Porém, o ser/terapeuta desempenha também outros papéis. E, ao
complementar estes outros papéis, por um movimento pendular
existencial, pode indiferenciar-se. Nos seus outros vínculos tenderá
a ser impaciente, chato, possessivo, exigente, incompreensivo ou
qualquer outra coisa. Contanto que esteja de folga do exercício
contínuo e desgastante da diferenciação. Nessas outras relações
poderá lhe faltará disposição ou o bem-estar ou o vigor ou a
capacidade de suportar e de ter paciência. No caso deste ferreiro, o
espeto necessita ser de pau. A emenda, entretanto, tende a ser pior
que o soneto. As relações amorosas podem ser, e são, profundamente
afetadas por este efeito rebote, tornando difícil se estar na outra
ponta do vínculo afetivo com um psicoterapeuta.
Para
complicar um pouco mais, esse bumerangue volta-se também para a
própria relação com o paciente/grupo. É a isto que se denomina de
“burn-out”:
o desgaste físico, psíquico e comportamental do profissional. “Os
sintomas somáticos compreendem: exaustão, fadiga, cefaleias,
distúrbios gastrointestinais, insônia e dispneia. Humor depressivo,
irritabilidade, ansiedade, rigidez, negativismo, ceticismo e
desinteresse são os sintomas psicológicos. A sintomatologia
principal se expressa no comportamento; fazer consultas rápidas,
colocar rótulos depreciativos, evitar os pacientes e o contato
visual, são alguns exemplos ilustrativos. Um profissional que está
“burning-out”, tende a criticar tudo e todos que o cercam, tem
pouca energia para as diferentes solicitações de
seu trabalho, desenvolve frieza e indiferença para com as
necessidades e o sofrimento dos outros, tem sentimentos de decepção
e frustração e comprometimento da auto-estima. O
problema está exposto. Tal qual uma fratura é dita exposta. Mas
será este o Triste Fim de Policarpo Quaresma? Nós não precisamos
encarnar (e acreditar) no papel de quem tudo suporta ou que de tudo
compreendemos. Somos ajudantes (terapeutas) do processo e não o ator
principal. Somos aquilo que, em Teatro e Circo, se chama de “escada”.

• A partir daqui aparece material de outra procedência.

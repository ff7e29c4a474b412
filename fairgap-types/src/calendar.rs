//! Market calendar vocabulary shared by the calendar oracle and reports.

use std::fmt;

use serde::{Deserialize, Serialize};

/// Exchange holidays with a full-day closure.
#[derive(Debug, Clone, Copy, PartialEq, Eq, Hash, PartialOrd, Ord, Serialize, Deserialize)]
#[non_exhaustive]
pub enum Holiday {
    /// January 1st, rolled forward off weekends.
    NewYear,
    /// Third Monday of January.
    MartinLutherKing,
    /// Third Monday of February.
    Presidents,
    /// Friday before Easter Sunday.
    GoodFriday,
    /// Last Monday of May.
    Memorial,
    /// July 4th, rolled forward off weekends.
    Independence,
    /// First Monday of September.
    Labor,
    /// Fourth Thursday of November.
    Thanksgiving,
    /// December 25th, rolled forward off weekends.
    Christmas,
}

impl Holiday {
    /// Human-readable name.
    #[must_use]
    pub const fn name(self) -> &'static str {
        match self {
            Self::NewYear => "New Year's Day",
            Self::MartinLutherKing => "Martin Luther King Jr. Day",
            Self::Presidents => "Presidents' Day",
            Self::GoodFriday => "Good Friday",
            Self::Memorial => "Memorial Day",
            Self::Independence => "Independence Day",
            Self::Labor => "Labor Day",
            Self::Thanksgiving => "Thanksgiving Day",
            Self::Christmas => "Christmas Day",
        }
    }
}

impl fmt::Display for Holiday {
    fn fmt(&self, f: &mut fmt::Formatter<'_>) -> fmt::Result {
        f.write_str(self.name())
    }
}

/// Why the market is closed at a given instant or across a gap.
///
/// Variants are ordered by precedence: when several apply to one gap, the
/// smallest wins.
#[derive(Debug, Clone, Copy, PartialEq, Eq, Hash, PartialOrd, Ord, Serialize, Deserialize)]
#[non_exhaustive]
pub enum ClosureReason {
    /// Full-day exchange holiday.
    Holiday(Holiday),
    /// Weekly closure between the Friday close and the Sunday open.
    Weekend,
    /// Shortened session before or after a holiday.
    EarlyClose,
    /// Daily maintenance break between close and reopen.
    DailyClose,
}

impl fmt::Display for ClosureReason {
    fn fmt(&self, f: &mut fmt::Formatter<'_>) -> fmt::Result {
        match self {
            Self::Holiday(h) => write!(f, "holiday: {h}"),
            Self::Weekend => f.write_str("weekend"),
            Self::EarlyClose => f.write_str("early close"),
            Self::DailyClose => f.write_str("daily close"),
        }
    }
}

/// Trading status of a calendar date.
#[derive(Debug, Clone, Copy, PartialEq, Eq, Hash, Serialize, Deserialize)]
pub enum DayStatus {
    /// Normal session.
    Regular,
    /// Session ends early.
    EarlyClose,
    /// Full-day holiday.
    Holiday(Holiday),
    /// Saturday or Sunday.
    Weekend,
}

impl DayStatus {
    /// True unless the whole day is closed.
    #[must_use]
    pub const fn is_trading_day(self) -> bool {
        matches!(self, Self::Regular | Self::EarlyClose)
    }
}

Nos Trapalhões, Didi é o principal e Dedé o “escada”.
A ele cabe a tarefa de preparar a cena que terá o seu desfecho nas
mãos do protagonista. Ao “escada”
cabe o ritmo, a atenção para os detalhes e adequação da pergunta
(o “escada” não conclui: ele faz perguntas muitas vezes
óbvias!). Claro que trabalhar todo o tempo com pessoas tendo essa
intensidade, proximidade e relevância, será sempre delicado, mas a
criatividade de ocupar o papel de “escada”, coadjuvante em cena,
evitará a cristalização do personagem Super-Terapeuta: só aparece
a impotência onde antes existia a onipotência.